##### Extracted entries

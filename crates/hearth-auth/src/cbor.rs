//! Canonical CBOR subset used for macaroon signing and serialization.
//!
//! Only unsigned integers (≤32 bits), byte strings, text strings and array
//! headers exist in this profile. Maps, negative integers, floats, tags and
//! indefinite lengths are rejected on decode to preserve canonicalization.

use crate::error::AuthError;

const MAJOR_UINT: u8 = 0;
const MAJOR_BYTES: u8 = 2;
const MAJOR_TEXT: u8 = 3;
const MAJOR_ARRAY: u8 = 4;

pub fn encode_uint(value: u32, out: &mut Vec<u8>) {
    encode_header(MAJOR_UINT, value, out);
}

pub fn encode_byte_str(bytes: &[u8], out: &mut Vec<u8>) {
    encode_header(MAJOR_BYTES, bytes.len() as u32, out);
    out.extend_from_slice(bytes);
}

pub fn encode_text_str(text: &str, out: &mut Vec<u8>) {
    encode_header(MAJOR_TEXT, text.len() as u32, out);
    out.extend_from_slice(text.as_bytes());
}

pub fn encode_array_header(len: u32, out: &mut Vec<u8>) {
    encode_header(MAJOR_ARRAY, len, out);
}

pub fn decode_uint(input: &[u8]) -> Result<(u32, usize), AuthError> {
    let (major, value, consumed) = decode_header(input)?;
    if major != MAJOR_UINT {
        return Err(AuthError::UnsupportedItem);
    }
    Ok((value, consumed))
}

pub fn decode_byte_str(input: &[u8]) -> Result<(&[u8], usize), AuthError> {
    let (major, len, consumed) = decode_header(input)?;
    if major != MAJOR_BYTES {
        return Err(AuthError::UnsupportedItem);
    }
    let end = consumed
        .checked_add(len as usize)
        .ok_or(AuthError::Truncated)?;
    if input.len() < end {
        return Err(AuthError::Truncated);
    }
    Ok((&input[consumed..end], end))
}

pub fn decode_text_str(input: &[u8]) -> Result<(&str, usize), AuthError> {
    let (major, len, consumed) = decode_header(input)?;
    if major != MAJOR_TEXT {
        return Err(AuthError::UnsupportedItem);
    }
    let end = consumed
        .checked_add(len as usize)
        .ok_or(AuthError::Truncated)?;
    if input.len() < end {
        return Err(AuthError::Truncated);
    }
    let text = std::str::from_utf8(&input[consumed..end]).map_err(|_| AuthError::InvalidUtf8)?;
    Ok((text, end))
}

pub fn decode_array_header(input: &[u8]) -> Result<(u32, usize), AuthError> {
    let (major, len, consumed) = decode_header(input)?;
    if major != MAJOR_ARRAY {
        return Err(AuthError::UnsupportedItem);
    }
    Ok((len, consumed))
}

/// Total byte length of the first data item, including its payload for
/// strings. Array headers count as a bare item.
pub fn item_len(input: &[u8]) -> Result<usize, AuthError> {
    let (major, value, consumed) = decode_header(input)?;
    match major {
        MAJOR_UINT | MAJOR_ARRAY => Ok(consumed),
        MAJOR_BYTES | MAJOR_TEXT => {
            let end = consumed
                .checked_add(value as usize)
                .ok_or(AuthError::Truncated)?;
            if input.len() < end {
                return Err(AuthError::Truncated);
            }
            Ok(end)
        }
        _ => Err(AuthError::UnsupportedItem),
    }
}

fn encode_header(major: u8, value: u32, out: &mut Vec<u8>) {
    let tag = major << 5;
    if value < 24 {
        out.push(tag | value as u8);
    } else if value <= 0xff {
        out.push(tag | 24);
        out.push(value as u8);
    } else if value <= 0xffff {
        out.push(tag | 25);
        out.extend_from_slice(&(value as u16).to_be_bytes());
    } else {
        out.push(tag | 26);
        out.extend_from_slice(&value.to_be_bytes());
    }
}

fn decode_header(input: &[u8]) -> Result<(u8, u32, usize), AuthError> {
    let first = *input.first().ok_or(AuthError::Truncated)?;
    let major = first >> 5;
    if !matches!(major, MAJOR_UINT | MAJOR_BYTES | MAJOR_TEXT | MAJOR_ARRAY) {
        return Err(AuthError::UnsupportedItem);
    }
    let info = first & 0x1f;
    let (value, consumed): (u32, usize) = match info {
        0..=23 => (info as u32, 1),
        24 => {
            let b = *input.get(1).ok_or(AuthError::Truncated)?;
            if b < 24 {
                return Err(AuthError::NonCanonical);
            }
            (b as u32, 2)
        }
        25 => {
            let bytes: [u8; 2] = input
                .get(1..3)
                .ok_or(AuthError::Truncated)?
                .try_into()
                .map_err(|_| AuthError::Truncated)?;
            let v = u16::from_be_bytes(bytes) as u32;
            if v <= 0xff {
                return Err(AuthError::NonCanonical);
            }
            (v, 3)
        }
        26 => {
            let bytes: [u8; 4] = input
                .get(1..5)
                .ok_or(AuthError::Truncated)?
                .try_into()
                .map_err(|_| AuthError::Truncated)?;
            let v = u32::from_be_bytes(bytes);
            if v <= 0xffff {
                return Err(AuthError::NonCanonical);
            }
            (v, 5)
        }
        // 64-bit and indefinite lengths are outside the profile.
        _ => return Err(AuthError::UnsupportedItem),
    };
    Ok((major, value, consumed))
}

#[cfg(test)]
mod tests {
    use super::*;

    fn uint_bytes(v: u32) -> Vec<u8> {
        let mut out = Vec::new();
        encode_uint(v, &mut out);
        out
    }

    #[test]
    fn uint_boundaries_round_trip() {
        for v in [0u32, 1, 23, 24, 255, 256, 0xffff, 0x1_0000, u32::MAX] {
            let encoded = uint_bytes(v);
            let (decoded, consumed) = decode_uint(&encoded).unwrap();
            assert_eq!(decoded, v);
            assert_eq!(consumed, encoded.len());
        }
        assert_eq!(uint_bytes(0), [0x00]);
        assert_eq!(uint_bytes(23), [0x17]);
        assert_eq!(uint_bytes(24), [0x18, 24]);
        assert_eq!(uint_bytes(256), [0x19, 0x01, 0x00]);
        assert_eq!(uint_bytes(0x1_0000), [0x1a, 0x00, 0x01, 0x00, 0x00]);
    }

    #[test]
    fn strings_round_trip() {
        let mut out = Vec::new();
        encode_byte_str(b"abc", &mut out);
        let (bytes, consumed) = decode_byte_str(&out).unwrap();
        assert_eq!(bytes, b"abc");
        assert_eq!(consumed, out.len());

        let mut out = Vec::new();
        encode_text_str("privet", &mut out);
        let (text, _) = decode_text_str(&out).unwrap();
        assert_eq!(text, "privet");
    }

    #[test]
    fn array_headers_round_trip() {
        let mut out = Vec::new();
        encode_array_header(2, &mut out);
        assert_eq!(out, [0x82]);
        assert_eq!(decode_array_header(&out).unwrap(), (2, 1));
    }

    #[test]
    fn rejects_foreign_major_types() {
        // Negative integer -1.
        assert!(matches!(decode_uint(&[0x20]), Err(AuthError::UnsupportedItem)));
        // Map header.
        assert!(matches!(item_len(&[0xa1]), Err(AuthError::UnsupportedItem)));
        // Float.
        assert!(matches!(
            item_len(&[0xfa, 0, 0, 0, 0]),
            Err(AuthError::UnsupportedItem)
        ));
        // Tagged item.
        assert!(matches!(item_len(&[0xc0]), Err(AuthError::UnsupportedItem)));
    }

    #[test]
    fn rejects_non_canonical_lengths() {
        // 10 encoded with a one-byte argument instead of immediate.
        assert!(matches!(
            decode_uint(&[0x18, 10]),
            Err(AuthError::NonCanonical)
        ));
        // 255 encoded in two bytes.
        assert!(matches!(
            decode_uint(&[0x19, 0x00, 0xff]),
            Err(AuthError::NonCanonical)
        ));
    }

    #[test]
    fn rejects_truncation() {
        assert!(matches!(decode_uint(&[]), Err(AuthError::Truncated)));
        assert!(matches!(decode_uint(&[0x19, 0x01]), Err(AuthError::Truncated)));
        let mut out = Vec::new();
        encode_byte_str(&[1, 2, 3, 4], &mut out);
        assert!(matches!(
            decode_byte_str(&out[..3]),
            Err(AuthError::Truncated)
        ));
    }

    #[test]
    fn item_len_spans_payloads() {
        let mut out = Vec::new();
        encode_byte_str(&[9; 30], &mut out);
        assert_eq!(item_len(&out).unwrap(), 32);
        assert_eq!(item_len(&uint_bytes(500)).unwrap(), 3);
    }
}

##########

(Work request):
Go through the listing above and return each line that includes the word "usize".

(Solved problem):
pub fn decode_uint(input: &[u8]) -> Result<(u32, usize), AuthError> {
pub fn decode_byte_str(input: &[u8]) -> Result<(&[u8], usize), AuthError> {
        .checked_add(len as usize)
pub fn decode_text_str(input: &[u8]) -> Result<(&str, usize), AuthError> {
        .checked_add(len as usize)
pub fn decode_array_header(input: &[u8]) -> Result<(u32, usize), AuthError> {
pub fn item_len(input: &[u8]) -> Result<usize, AuthError> {
                .checked_add(value as usize)
fn decode_header(input: &[u8]) -> Result<(u8, u32, usize), AuthError> {
    let (value, consumed): (u32, usize) = match info {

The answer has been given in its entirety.